Survivalists and word-slayers can’t afford to sleep in. You do that and before you know it, word-zombies have broken through the perimeter fence and infested your compound. Set your alarm thirty minutes or an hour early. If that means getting an earlier night then so be it (it’s OK, word-zombies tend to only come out during the day). Avoid distractions such as social media and your favourite websites, save breakfast until later, just get up and use that time to write.
You probably won’t get your day’s quota of words done in the time, but you’ll get an idea early on whether today is going to be an easy day or a hard day. If you know by breakfast rather than midnight that you still have 1200 words to do, you’ve got more time to do something about it. Remember with NaNoWriMo, the clock is always ticking!
Work Time Is Thinking Time
Surviving an apocalypse isn’t just about death and gore. Sometimes there are mundane tasks that still need to be done. But the best word-slayers use such tasks to aid them in the fight ahead.

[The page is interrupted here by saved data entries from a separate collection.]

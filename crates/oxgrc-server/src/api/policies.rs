//! 内部制度接口。

use axum::extract::{Extension, Path, Query, State};
use axum::http::StatusCode;
use axum::response::IntoResponse;
use axum::Json;
use chrono::{DateTime, Utc};
use oxgrc_common::types::{InternalPolicy, PolicyStatus};
use serde::Deserialize;
use utoipa::ToSchema;
use utoipa_axum::{router::OpenApiRouter, routes};

use crate::api::pagination::PaginationParams;
use crate::api::{
    error_response, record_audit, storage_error_response, success_paginated_response,
    success_response, ApiError,
};
use crate::auth::Claims;
use crate::logging::TraceId;
use crate::state::AppState;

#[derive(Debug, Deserialize, ToSchema)]
pub struct CreatePolicyRequest {
    /// 制度编号（如 POL-001）
    pub policy_id: String,
    pub name: String,
    #[serde(default)]
    pub description: String,
    #[serde(default)]
    pub category: String,
    #[serde(default)]
    pub owner: String,
    /// 制度状态（默认 Active）
    #[serde(default = "default_status")]
    pub status: PolicyStatus,
    #[serde(default)]
    pub last_reviewed_at: Option<DateTime<Utc>>,
    #[serde(default)]
    pub next_review_at: Option<DateTime<Utc>>,
}

fn default_status() -> PolicyStatus {
    PolicyStatus::Active
}

/// 制度列表
#[utoipa::path(
    get,
    path = "/v1/policies",
    tag = "Policies",
    security(("bearer_auth" = [])),
    params(PaginationParams),
    responses(
        (status = 200, description = "制度列表", body = [InternalPolicy])
    )
)]
async fn list_policies(
    Extension(trace_id): Extension<TraceId>,
    State(state): State<AppState>,
    Query(params): Query<PaginationParams>,
) -> impl IntoResponse {
    let (limit, offset) = (params.limit(), params.offset());
    match (
        state.store.list_policies(limit, offset),
        state.store.count_policies(),
    ) {
        (Ok(items), Ok(total)) => {
            success_paginated_response(StatusCode::OK, &trace_id, items, total, limit, offset)
        }
        (Err(e), _) | (_, Err(e)) => storage_error_response(&trace_id, "Failed to list policies", &e),
    }
}

/// 创建制度
#[utoipa::path(
    post,
    path = "/v1/policies",
    tag = "Policies",
    security(("bearer_auth" = [])),
    request_body = CreatePolicyRequest,
    responses(
        (status = 201, description = "创建成功", body = InternalPolicy),
        (status = 400, description = "请求参数错误", body = ApiError)
    )
)]
async fn create_policy(
    Extension(trace_id): Extension<TraceId>,
    Extension(claims): Extension<Claims>,
    State(state): State<AppState>,
    Json(req): Json<CreatePolicyRequest>,
) -> impl IntoResponse {
    let now = Utc::now();
    let policy = InternalPolicy {
        id: oxgrc_common::id::next_id(),
        policy_id: req.policy_id,
        name: req.name,
        description: req.description,
        category: req.category,
        owner: req.owner,
        status: req.status,
        last_reviewed_at: req.last_reviewed_at,
        next_review_at: req.next_review_at,
        created_at: now,
        updated_at: now,
    };
    match state.store.insert_policy(&policy) {
        Ok(created) => {
            record_audit(
                &state,
                &claims.username,
                "create",
                "policy",
                &format!("created policy '{}'", created.policy_id),
            );
            success_response(StatusCode::CREATED, &trace_id, created)
        }
        Err(e) => storage_error_response(&trace_id, "Failed to create policy", &e),
    }
}

/// 制度详情
#[utoipa::path(
    get,
    path = "/v1/policies/{id}",
    tag = "Policies",
    security(("bearer_auth" = [])),
    params(("id" = String, Path, description = "制度 ID")),
    responses(
        (status = 200, description = "制度详情", body = InternalPolicy),
        (status = 404, description = "制度不存在", body = ApiError)
    )
)]
async fn get_policy(
    Extension(trace_id): Extension<TraceId>,
    State(state): State<AppState>,
    Path(id): Path<String>,
) -> impl IntoResponse {
    match state.store.get_policy(&id) {
        Ok(Some(p)) => success_response(StatusCode::OK, &trace_id, p),
        Ok(None) => error_response(
            StatusCode::NOT_FOUND,
            &trace_id,
            "not_found",
            "policy not found",
        ),
        Err(e) => storage_error_response(&trace_id, "Failed to get policy", &e),
    }
}

pub fn policy_routes() -> OpenApiRouter<AppState> {
    OpenApiRouter::new()
        .routes(routes!(list_policies, create_policy))
        .routes(routes!(get_policy))
}
use axum::{
    body::Body,
    extract::Request,
    http::{header, HeaderValue},
    middleware::Next,
    response::Response,
};
use rand::Rng;
use std::fmt::Write;
use std::time::Instant;

/// Newtype wrapper for trace IDs stored in request extensions.
///
/// Using a dedicated type instead of bare `String` prevents conflicts
/// with other extensions and avoids silent 500 errors when the
/// extension is missing.
#[derive(Clone)]
pub struct TraceId(pub String);

impl std::ops::Deref for TraceId {
    type Target = str;
    fn deref(&self) -> &str {
        &self.0
    }
}

/// Generate a 16-character hex trace ID (8 random bytes).
fn generate_trace_id() -> String {
    let bytes: [u8; 8] = rand::thread_rng().gen();
    let mut s = String::with_capacity(16);
    for b in bytes {
        let _ = write!(s, "{b:02x}");
    }
    s
}

/// Maximum number of characters to log from request/response body.
const MAX_BODY_LOG_CHARS: usize = 200;

/// Truncate a UTF-8 string to at most `max` bytes, snapping to the nearest
/// char boundary so we never split a multi-byte character.
fn truncate_body(bytes: &[u8], max: usize) -> String {
    match std::str::from_utf8(bytes) {
        Ok(s) if s.len() > max => {
            // Walk backward from `max` to find a valid char boundary
            let mut end = max;
            while end > 0 && !s.is_char_boundary(end) {
                end -= 1;
            }
            format!("{}...", &s[..end])
        }
        Ok(s) => s.to_string(),
        Err(_) => "<non-utf8 body>".to_string(),
    }
}

/// Format elapsed time as a human-readable string.
fn format_elapsed(elapsed_us: u128) -> String {
    if elapsed_us < 1000 {
        format!("{elapsed_us}µs")
    } else if elapsed_us < 1_000_000 {
        format!("{}ms", elapsed_us / 1000)
    } else {
        format!("{:.1}s", elapsed_us as f64 / 1_000_000.0)
    }
}

/// Request/response logging middleware.
pub async fn request_logging(mut req: Request, next: Next) -> Response {
    let trace_id = generate_trace_id();

    // Insert trace_id into request extensions for handlers to access
    req.extensions_mut().insert(TraceId(trace_id.clone()));

    let method = req.method().clone();
    let uri = req.uri().clone();
    let path = uri.path().to_string();

    // Skip logging for Swagger UI static assets
    if path.starts_with("/docs") {
        return next.run(req).await;
    }

    let query = uri.query().unwrap_or("");
    let user_agent = req
        .headers()
        .get(header::USER_AGENT)
        .and_then(|v| v.to_str().ok())
        .unwrap_or("-")
        .to_string();

    // Sensitive paths: never log request/response bodies for these
    let is_sensitive = path.starts_with("/v1/auth/");

    // Multipart uploads are binary; logging their bodies is useless
    let is_multipart = req
        .headers()
        .get(header::CONTENT_TYPE)
        .and_then(|v| v.to_str().ok())
        .map(|ct| ct.starts_with("multipart/"))
        .unwrap_or(false);

    // Read request body for logging (POST/PUT/PATCH), but skip sensitive endpoints
    let has_body =
        !is_sensitive && !is_multipart && matches!(method.as_str(), "POST" | "PUT" | "PATCH");
    let (req, req_body_snippet) = if has_body {
        let (parts, body) = req.into_parts();
        let body_bytes = axum::body::to_bytes(body, 1024 * 1024)
            .await
            .unwrap_or_default();
        let snippet = if body_bytes.is_empty() {
            String::new()
        } else {
            truncate_body(&body_bytes, MAX_BODY_LOG_CHARS)
        };
        let req = Request::from_parts(parts, Body::from(body_bytes));
        (req, snippet)
    } else {
        (req, String::new())
    };

    let url = if query.is_empty() {
        path.clone()
    } else {
        format!("{path}?{query}")
    };

    // Log request
    if req_body_snippet.is_empty() {
        tracing::info!(
            trace_id = %trace_id,
            method = %method,
            path = %url,
            ua = %user_agent,
            "--> request"
        );
    } else {
        tracing::info!(
            trace_id = %trace_id,
            method = %method,
            path = %url,
            body = %req_body_snippet,
            ua = %user_agent,
            "--> request"
        );
    }

    let start = Instant::now();

    // Execute the handler
    let response = next.run(req).await;

    let elapsed = format_elapsed(start.elapsed().as_micros());
    let status = response.status();

    // Collect response body for logging
    let (parts, body) = response.into_parts();

    let is_json = parts
        .headers
        .get(header::CONTENT_TYPE)
        .and_then(|v| v.to_str().ok())
        .map(|ct| ct.contains("application/json"))
        .unwrap_or(false);

    let body_bytes = axum::body::to_bytes(body, usize::MAX)
        .await
        .unwrap_or_default();

    let body_snippet = if !is_sensitive && is_json && !body_bytes.is_empty() {
        truncate_body(&body_bytes, MAX_BODY_LOG_CHARS)
    } else {
        String::new()
    };

    // Log response with appropriate level based on status code
    let status_code = status.as_u16();
    if status.is_server_error() {
        tracing::error!(
            trace_id = %trace_id,
            status = status_code,
            elapsed = %elapsed,
            body = %body_snippet,
            "<-- response"
        );
    } else if status.is_client_error() {
        tracing::warn!(
            trace_id = %trace_id,
            status = status_code,
            elapsed = %elapsed,
            body = %body_snippet,
            "<-- response"
        );
    } else if body_snippet.is_empty() {
        tracing::info!(
            trace_id = %trace_id,
            status = status_code,
            elapsed = %elapsed,
            "<-- response"
        );
    } else {
        tracing::info!(
            trace_id = %trace_id,
            status = status_code,
            elapsed = %elapsed,
            body = %body_snippet,
            "<-- response"
        );
    }

    // Rebuild response with X-Trace-Id header
    let mut response = Response::from_parts(parts, Body::from(body_bytes));
    if let Ok(val) = HeaderValue::from_str(&trace_id) {
        response.headers_mut().insert("X-Trace-Id", val);
    }

    response
}
//! AI 辅助分析接口。模型不可用或输出不合规时降级为固定文案，
//! 接口本身不对外暴露错误。

use axum::extract::{Extension, State};
use axum::http::StatusCode;
use axum::response::IntoResponse;
use axum::Json;
use oxgrc_ai::{AnalysisOutcome, AnalysisRequest};
use utoipa_axum::{router::OpenApiRouter, routes};

use crate::api::{record_audit, success_response};
use crate::auth::Claims;
use crate::logging::TraceId;
use crate::state::AppState;

/// 运行一次 AI 分析。`analysis_type` 支持 control_health_impact /
/// risk_kri_mapping / ccf_mapping，其余类型走通用提示词。
#[utoipa::path(
    post,
    path = "/v1/ai/analyze",
    tag = "Ai",
    security(("bearer_auth" = [])),
    request_body = AnalysisRequest,
    responses(
        (status = 200, description = "分析结果（模型不可用时为降级文案）", body = AnalysisOutcome)
    )
)]
async fn analyze(
    Extension(trace_id): Extension<TraceId>,
    Extension(claims): Extension<Claims>,
    State(state): State<AppState>,
    Json(req): Json<AnalysisRequest>,
) -> impl IntoResponse {
    let analysis_type = req.analysis_type.clone();
    let outcome = state.analyzer.analyze(req).await;
    record_audit(
        &state,
        &claims.username,
        "analyze",
        "ai_analysis",
        &format!("ran '{analysis_type}' analysis"),
    );
    success_response(StatusCode::OK, &trace_id, outcome)
}

pub fn ai_routes() -> OpenApiRouter<AppState> {
    OpenApiRouter::new().routes(routes!(analyze))
}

Use mind numbing tasks at your day job as an excuse to think about your next writing session. Plan out what’s going to happen, think about what you need to describe, about any dialogue. Whilst you don’t want to develop bad habits of deliberately dragging scenes out, you don’t want to be writing things like “Jan and Mike argued until Mike grabbed his coat and left” when you could write that argument, develop character and tension, as well as increasing the all-important word count.
Even if your job doesn’t allow you much thinking time, you can still make good use of work hours. Colleagues or customers make for great visual templates for characters. How would you describe their looks? Do they have any visual or vocal tics you could incorporate into tonight’s writing? What about their clothes; could you dress a character the same? What colour would you call that dress? Are there places you pass on your way to and from work that could be used as templates for locations? How would you describe them?
Remember, just concern yourself with the next twenty-four hours’ worth or writing and push other ideas to the back of your head. You can worry about how you’re going to write that awesome fight scene in the final chapter when you come to the end of the month.
Sometimes during an apocalypse you have no choice but to abandon your hideout and run. Forget those left behind, there’s nothing you can do for them right now, just get away and live to fight another day. And sometimes, as a last resort, when things get really bad, you have to just abandon your scene and move on.
Are you trying to write one scene and your brain is thinking about another? Many writers (myself included) like to write linearly, writing the scenes in the order they will appear in the finished book. But NaNoWriMo is ruthless, so if your brain is thinking about another scene, go write that scene. Just be sure you’re not swapping one problem for another. Sure you might have a killer last line for that other scene in your head but do you have everything else needed to write it?